- Born: Guy Judah Tel Aviv, Israel
- Genres: House; progressive house; tech house; techno; progressive trance;
- Occupations: Record producer; disc jockey; record label owner;
- Years active: 2007–present
- Labels: Bedrock Records (Lost & Found), Turbo Recordings; Cocoon Recordings
- Website: https://guy-j.com/

= Guy J =

Israeli musical artist (born 1986)

Guy Judah (גיא יהודה; born c. 1986), known by his stage name Guy J, is an Israeli progressive house, techno and electro music producer and DJ who has released three albums and over 15 EPs since 2008. His recordings are noted for their diverse and wide range of musical styles, while his DJ work is known for creating immersive "journey-like" live shows.

In July 2012, he founded the imprint record label Lost & Found, supported by the British DJ and producer John Digweed.
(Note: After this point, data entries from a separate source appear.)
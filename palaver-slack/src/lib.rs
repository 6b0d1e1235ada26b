// palaver-slack: Slack adapter for the palaver chatbot runtime.
//
// Ingress is the Events API over webhooks: requests are authenticated with
// Slack's v0 HMAC signature, then normalized into core events. Outbound
// operations go through the Web API.

pub mod adapter;
pub mod client;
pub mod ingress;

pub use adapter::{ADAPTER_NAME, SlackAdapter, SlackThread};
//! The Google Chat adapter: thread-id codec and outbound operations.

use async_trait::async_trait;

use palaver_core::adapter::ChatAdapter;
use palaver_core::error::AdapterError;
use palaver_core::thread_id::ThreadId;
use palaver_core::types::{Message, Outgoing};

use crate::client::GoogleChatClient;
use crate::ingress;

pub const ADAPTER_NAME: &str = "googlechat";

/// Coordinates of a Google Chat thread: the space id and the thread id,
/// without their `spaces/` / `threads/` resource prefixes.
#[derive(Debug, Clone, PartialEq, Eq)]
pub struct GoogleChatThread {
    pub space: String,
    pub thread: String,
}

impl GoogleChatThread {
    pub fn encode(&self) -> ThreadId {
        ThreadId::new(ADAPTER_NAME, &format!("{}:{}", self.space, self.thread))
            .expect("google chat coordinates are always a valid thread id")
    }

    pub fn from_thread_id(id: &ThreadId) -> Result<Self, AdapterError> {
        if id.adapter() != ADAPTER_NAME {
            return Err(AdapterError::validation(
                ADAPTER_NAME,
                format!("thread id '{id}' does not belong to the googlechat adapter"),
            ));
        }
        let (space, thread) = id.opaque().split_once(':').ok_or_else(|| {
            AdapterError::validation(
                ADAPTER_NAME,
                format!("thread id '{id}' is missing the thread segment"),
            )
        })?;
        if space.is_empty() || thread.is_empty() {
            return Err(AdapterError::validation(
                ADAPTER_NAME,
                format!("thread id '{id}' has empty google chat coordinates"),
            ));
        }
        Ok(Self {
            space: space.to_string(),
            thread: thread.to_string(),
        })
    }
}

pub struct GoogleChatAdapter {
    client: GoogleChatClient,
    bot_user_id: Option<String>,
}

impl GoogleChatAdapter {
    pub fn new(api_token: String, bot_user_id: Option<String>) -> Self {
        Self {
            client: GoogleChatClient::new(api_token),
            bot_user_id,
        }
    }
}

#[async_trait]
impl ChatAdapter for GoogleChatAdapter {
    fn name(&self) -> &str {
        ADAPTER_NAME
    }

    fn bot_user_id(&self) -> Option<String> {
        self.bot_user_id.clone()
    }

    fn decode_thread_id(&self, raw: &str) -> Result<ThreadId, AdapterError> {
        let id = ThreadId::parse(raw).map_err(|e| AdapterError::validation(ADAPTER_NAME, e))?;
        Ok(GoogleChatThread::from_thread_id(&id)?.encode())
    }

    fn parse_message(&self, raw: &serde_json::Value) -> Result<Message, AdapterError> {
        ingress::parse_chat_message(raw)
    }

    async fn post_message(
        &self,
        thread: &ThreadId,
        content: &Outgoing,
    ) -> Result<String, AdapterError> {
        let coords = GoogleChatThread::from_thread_id(thread)?;
        self.client
            .create_message(&coords.space, &coords.thread, &content.text)
            .await
    }

    async fn edit_message(
        &self,
        thread: &ThreadId,
        message_id: &str,
        content: &Outgoing,
    ) -> Result<(), AdapterError> {
        let coords = GoogleChatThread::from_thread_id(thread)?;
        self.client
            .update_message(&coords.space, message_id, &content.text)
            .await
    }

    async fn delete_message(
        &self,
        thread: &ThreadId,
        message_id: &str,
    ) -> Result<(), AdapterError> {
        let coords = GoogleChatThread::from_thread_id(thread)?;
        self.client.delete_message(&coords.space, message_id).await
    }

    async fn start_typing(&self, thread: &ThreadId) -> Result<(), AdapterError> {
        // The Chat API exposes no typing indicator for apps.
        log::debug!("start_typing is a no-op on google chat ({thread})");
        Ok(())
    }

    async fn add_reaction(
        &self,
        _thread: &ThreadId,
        _message_id: &str,
        _emoji: &str,
    ) -> Result<(), AdapterError> {
        // Service-account Chat apps cannot create reactions; surface the
        // limitation as a typed error instead of a silent no-op.
        Err(AdapterError::permission(
            ADAPTER_NAME,
            "add reaction",
            Some("user-scoped chat.messages.reactions.create".into()),
        ))
    }

    async fn remove_reaction(
        &self,
        _thread: &ThreadId,
        _message_id: &str,
        _emoji: &str,
    ) -> Result<(), AdapterError> {
        Err(AdapterError::permission(
            ADAPTER_NAME,
            "remove reaction",
            Some("user-scoped chat.messages.reactions.create".into()),
        ))
    }
}

#[cfg(test)]
mod tests {
    use super::*;

    #[test]
    fn codec_round_trips() {
        let coords = GoogleChatThread {
            space: "AAA123".into(),
            thread: "BBB456".into(),
        };
        let id = coords.encode();
        assert_eq!(id.as_str(), "googlechat:AAA123:BBB456");
        assert_eq!(GoogleChatThread::from_thread_id(&id).unwrap(), coords);
    }

    #[test]
    fn decode_rejects_foreign_and_malformed_ids() {
        let adapter = GoogleChatAdapter::new("t".into(), None);
        assert_eq!(
            adapter
                .decode_thread_id("slack:C1:1710000000.1")
                .unwrap_err()
                .code(),
            "VALIDATION_ERROR"
        );
        assert_eq!(
            adapter
                .decode_thread_id("googlechat:only-space")
                .unwrap_err()
                .code(),
            "VALIDATION_ERROR"
        );
    }

    #[tokio::test]
    async fn reactions_are_refused_with_permission() {
        let adapter = GoogleChatAdapter::new("t".into(), None);
        let thread = GoogleChatThread {
            space: "AAA".into(),
            thread: "BBB".into(),
        }
        .encode();

        let err = adapter.add_reaction(&thread, "m1", "thumbs_up").await.unwrap_err();
        assert_eq!(err.code(), "PERMISSION_DENIED");
        assert_eq!(err.adapter, "googlechat");

        let err = adapter
            .remove_reaction(&thread, "m1", "thumbs_up")
            .await
            .unwrap_err();
        assert_eq!(err.code(), "PERMISSION_DENIED");
    }
}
Lost & Found serves as a vehicle both for his own work, and for producers he admires, including Sahar Z, Nick Muir, Roy Rosenfeld and Jamie Stevens.

Born in Tel Aviv, as of 2020 he is based in Gozo in Malta.

==Career==
Guy J began DJing at 15 years, and released his debut album Esperanza in 2007 aged 21, on Digweed's Bedrock label. The album was described by Resident Advisor as a "classy, ethereal blend of progressive house, techno, electro and electronica."

He released his third LP The Trees, The Sea & The Sun in November 2015. Like a number of his earlier EPs, it comprises two separate parts, beginning with an up-tempo techno record side, followed by a series of down-tempo tracks. He has said that the reason for this division is that he writes for the dance floor as well as creating tracks suited to closer listening.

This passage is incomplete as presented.